─── EXERCISE INPUT ───

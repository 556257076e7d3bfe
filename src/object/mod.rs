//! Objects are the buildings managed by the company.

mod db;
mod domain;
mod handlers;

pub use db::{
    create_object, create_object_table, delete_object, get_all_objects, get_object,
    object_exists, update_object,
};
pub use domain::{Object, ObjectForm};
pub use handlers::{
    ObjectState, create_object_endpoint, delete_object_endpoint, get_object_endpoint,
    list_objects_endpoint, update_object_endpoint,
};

───

- [WORK ITEM] Go through the listing and copy all of it exactly.

- [EXERCISE RESPONSE]
repository 556257076e7d3bfe
filename src/object/mod.rs
//! Objects are the buildings managed by the company.

mod db;
mod domain;
mod handlers;

pub use db::{
    create_object, create_object_table, delete_object, get_all_objects, get_object,
    object_exists, update_object,
};
pub use domain::{Object, ObjectForm};
pub use handlers::{
    ObjectState, create_object_endpoint, delete_object_endpoint, get_object_endpoint,
    list_objects_endpoint, update_object_endpoint,
};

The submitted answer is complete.